We need people like those who, when the shooting began last Thursday night, gathered around a toddler’s stroller,black and white, to act as human shields as they brought the child out of danger. We need police officers like those who posed smiling with Black Lives Matter protesters in Dallas on Thursday, and then ran toward the gunfire when it erupted as the march ended. We need Dallas’ Finest to truly be Dallas’ finest, and we need Hawai’i County’s Finest to truly be Hawai’i County’s finest. We need Baton Rouge’s Finest to be Baton Rouge’s finest, and we need Falcon Heights’ Finest to be Falcon Heights finest.
We don’t need any of those who represent us as police officers to become victims of rage and violence.
Mostly, we need Samaritans.
German theologian the Rev. Dietrich Bonhoeffer, who died under the Nazi regime in 1945, wrote this: “The person who loves their dream of community will destroy community, but the person who loves those around them will create community.”
We need those who will love those around them.
We need Samaritans who will love their neighbors.

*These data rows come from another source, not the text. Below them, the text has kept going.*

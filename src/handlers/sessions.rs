//! Session inspection and control endpoints.
//!
//! - `GET /api/v1/sessions`: ids of every live session
//! - `GET /api/v1/sessions/{id}`: turn state and counters
//! - `GET /api/v1/sessions/{id}/history`: the conversation so far
//! - `DELETE /api/v1/sessions/{id}`: end the call

use crate::{error::AppError, session::SessionId, state::AppState};
use actix_web::{web, HttpResponse};
use serde_json::json;

pub async fn list_sessions(state: web::Data<AppState>) -> Result<HttpResponse, AppError> {
    let sessions = state.registry.session_ids();

    Ok(HttpResponse::Ok().json(json!({
        "timestamp": chrono::Utc::now().to_rfc3339(),
        "count": sessions.len(),
        "capacity": state.registry.capacity(),
        "sessions": sessions
    })))
}

pub async fn get_session(
    state: web::Data<AppState>,
    path: web::Path<String>,
) -> Result<HttpResponse, AppError> {
    let session_id = SessionId::from(path.into_inner());
    let status = state
        .registry
        .status(&session_id)
        .await
        .ok_or_else(|| AppError::NotFound(format!("Session {} not found", session_id)))?;

    Ok(HttpResponse::Ok().json(status))
}

pub async fn get_session_history(
    state: web::Data<AppState>,
    path: web::Path<String>,
) -> Result<HttpResponse, AppError> {
    let session_id = SessionId::from(path.into_inner());
    let history = state
        .registry
        .history(&session_id)
        .await
        .ok_or_else(|| AppError::NotFound(format!("Session {} not found", session_id)))?;

    Ok(HttpResponse::Ok().json(json!({
        "session_id": session_id,
        "entries": history
    })))
}

pub async fn end_session(
    state: web::Data<AppState>,
    path: web::Path<String>,
) -> Result<HttpResponse, AppError> {
    let session_id = SessionId::from(path.into_inner());
    if !state.registry.end(&session_id) {
        return Err(AppError::NotFound(format!(
            "Session {} not found",
            session_id
        )));
    }

    Ok(HttpResponse::Ok().json(json!({
        "status": "ended",
        "session_id": session_id,
        "timestamp": chrono::Utc::now().to_rfc3339()
    })))
}
use crate::state::{AppState, MetricsSnapshot};
use actix_web::{web, HttpResponse};
use serde_json::json;

pub async fn health_check(state: web::Data<AppState>) -> HttpResponse {
    let metrics = state.metrics.snapshot();
    let config = &state.config;
    let active = state.registry.session_count();

    HttpResponse::Ok().json(json!({
        "status": "healthy",
        "timestamp": chrono::Utc::now().to_rfc3339(),
        "uptime_seconds": state.get_uptime_seconds(),
        "service": {
            "name": "voice-bridge-backend",
            "version": env!("CARGO_PKG_VERSION"),
            "host": config.server.host,
            "port": config.server.port
        },
        "sessions": {
            "active": active,
            "created": metrics.sessions_created,
            "failed": metrics.session_failures
        },
        "system": session_load(active, state.registry.capacity())
    }))
}

pub async fn detailed_metrics(state: web::Data<AppState>) -> HttpResponse {
    let metrics = state.metrics.snapshot();
    let uptime_seconds = state.get_uptime_seconds();

    HttpResponse::Ok().json(json!({
        "timestamp": chrono::Utc::now().to_rfc3339(),
        "uptime_seconds": uptime_seconds,
        "sessions": {
            "created": metrics.sessions_created,
            "ended": metrics.sessions_ended,
            "failed": metrics.session_failures,
            "active": metrics.active_sessions,
            "max_concurrent": state.registry.capacity()
        },
        "turns": {
            "started": metrics.turns_started,
            "completed": metrics.turns_completed,
            "interrupted": metrics.turns_interrupted,
            "barge_ins": metrics.barge_ins,
            "interruption_rate": interruption_rate(&metrics)
        }
    }))
}

fn interruption_rate(metrics: &MetricsSnapshot) -> f64 {
    let finished = metrics.turns_completed + metrics.turns_interrupted;
    if finished > 0 {
        metrics.turns_interrupted as f64 / finished as f64
    } else {
        0.0
    }
}

fn session_load(active: usize, capacity: usize) -> serde_json::Value {
    let session_usage = if capacity > 0 {
        active as f64 / capacity as f64
    } else {
        0.0
    };

    let status = if session_usage > 0.9 {
        "high_load"
    } else if session_usage > 0.7 {
        "moderate_load"
    } else {
        "normal"
    };

    json!({
        "status": status,
        "session_usage_percent": (session_usage * 100.0).round(),
        "max_sessions": capacity,
        "current_sessions": active,
        "load_warnings": if session_usage > 0.8 {
            vec!["High session usage - consider increasing max_concurrent_sessions"]
        } else {
            vec![]
        }
    })
}

#[cfg(test)]
mod tests {
    use super::*;

    #[test]
    fn test_session_load_levels() {
        assert_eq!(session_load(0, 10)["status"], "normal");
        assert_eq!(session_load(8, 10)["status"], "moderate_load");
        assert_eq!(session_load(10, 10)["status"], "high_load");
        assert_eq!(session_load(9, 10)["load_warnings"].as_array().unwrap().len(), 1);
    }

    #[test]
    fn test_interruption_rate() {
        let mut metrics = MetricsSnapshot::default();
        assert_eq!(interruption_rate(&metrics), 0.0);
        metrics.turns_completed = 3;
        metrics.turns_interrupted = 1;
        assert_eq!(interruption_rate(&metrics), 0.25);
    }
}
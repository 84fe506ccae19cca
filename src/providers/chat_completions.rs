//! Streaming text generator for OpenAI-compatible `/chat/completions` endpoints.
//!
//! The response is a server-sent event stream. Every event's data carries one JSON
//! chunk whose `choices[0].delta.content` is the next increment; `[DONE]` ends the
//! stream.

use crate::collaborators::{Generator, TextStream};
use crate::config::GeneratorConfig;
use crate::error::GenerationError;
use crate::session::history::ChatMessage;
use async_trait::async_trait;
use eventsource_stream::{EventStreamError, Eventsource};
use futures_util::{Stream, StreamExt};
use serde::{Deserialize, Serialize};
use std::fmt::Display;
use tracing::{debug, warn};

pub struct ChatCompletionsGenerator {
    client: reqwest::Client,
    config: GeneratorConfig,
}

#[derive(Serialize)]
struct ChatRequest<'a> {
    model: &'a str,
    messages: &'a [ChatMessage],
    temperature: f32,
    stream: bool,
}

#[derive(Deserialize)]
struct ChatChunk {
    #[serde(default)]
    choices: Vec<ChunkChoice>,
}

#[derive(Deserialize)]
struct ChunkChoice {
    #[serde(default)]
    delta: Delta,
}

#[derive(Deserialize, Default)]
struct Delta {
    content: Option<String>,
}

impl ChatCompletionsGenerator {
    pub fn new(client: reqwest::Client, config: GeneratorConfig) -> Self {
        Self { client, config }
    }

    fn endpoint(&self) -> String {
        format!("{}/chat/completions", self.config.base_url.trim_end_matches('/'))
    }
}

#[async_trait]
impl Generator for ChatCompletionsGenerator {
    async fn stream(&self, history: Vec<ChatMessage>) -> Result<TextStream, GenerationError> {
        let request = ChatRequest {
            model: &self.config.model,
            messages: &history,
            temperature: self.config.temperature,
            stream: true,
        };

        debug!(model = %self.config.model, messages = history.len(), "Requesting completion");
        let response = self
            .client
            .post(self.endpoint())
            .bearer_auth(&self.config.api_key)
            .json(&request)
            .send()
            .await
            .map_err(|e| GenerationError::Request(e.to_string()))?;

        let status = response.status();
        if !status.is_success() {
            let body = response.text().await.unwrap_or_default();
            return Err(GenerationError::Status(status.as_u16(), body));
        }

        Ok(content_increments(response.bytes_stream()).boxed())
    }
}

/// Turn a raw SSE body into content increments.
///
/// Event framing is left to `eventsource_stream`; each event's `data` carries one
/// JSON chunk. Chunks without content (role headers, finish markers) produce
/// nothing. A body read error is yielded once and ends the stream.
pub(crate) fn content_increments<S, B, E>(
    body: S,
) -> impl Stream<Item = Result<String, GenerationError>> + Send + 'static
where
    S: Stream<Item = Result<B, E>> + Send + 'static,
    B: AsRef<[u8]> + Send + 'static,
    E: Display + Send + 'static,
{
    futures_util::stream::unfold(
        (Box::pin(body.eventsource()), false),
        |(mut events, done)| async move {
            if done {
                return None;
            }

            loop {
                match events.next().await? {
                    Ok(event) => match parse_event_data(&event.data) {
                        SseData::Done => return None,
                        SseData::Content(content) => return Some((Ok(content), (events, false))),
                        SseData::Skip => continue,
                    },
                    Err(err) => {
                        let message = match err {
                            EventStreamError::Transport(err) => err.to_string(),
                            other => other.to_string(),
                        };
                        debug!(error = %message, "Completion stream broke");
                        return Some((Err(GenerationError::Stream(message)), (events, true)));
                    }
                }
            }
        },
    )
}

enum SseData {
    Content(String),
    Done,
    Skip,
}

fn parse_event_data(data: &str) -> SseData {
    let data = data.trim();
    if data.is_empty() {
        return SseData::Skip;
    }
    if data == "[DONE]" {
        return SseData::Done;
    }

    match serde_json::from_str::<ChatChunk>(data) {
        Ok(chunk) => chunk
            .choices
            .into_iter()
            .next()
            .and_then(|choice| choice.delta.content)
            .filter(|content| !content.is_empty())
            .map(SseData::Content)
            .unwrap_or(SseData::Skip),
        Err(err) => {
            warn!(error = %err, "Skipping malformed completion chunk");
            SseData::Skip
        }
    }
}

Who will see the pain, and the grief, and the weight of law, history, and culture, all of which burden their neighbor?
Who will draw near to learn more, to examine the wounds, to understand the pain?
Who will take the risk to be moved by the suffering, to feel the gut twist of another’s pain?
Who will act to end the sin of racism?
Who will be a Samaritan?
I pray that I might be a Samaritan.
I pray that we all might be Samaritans.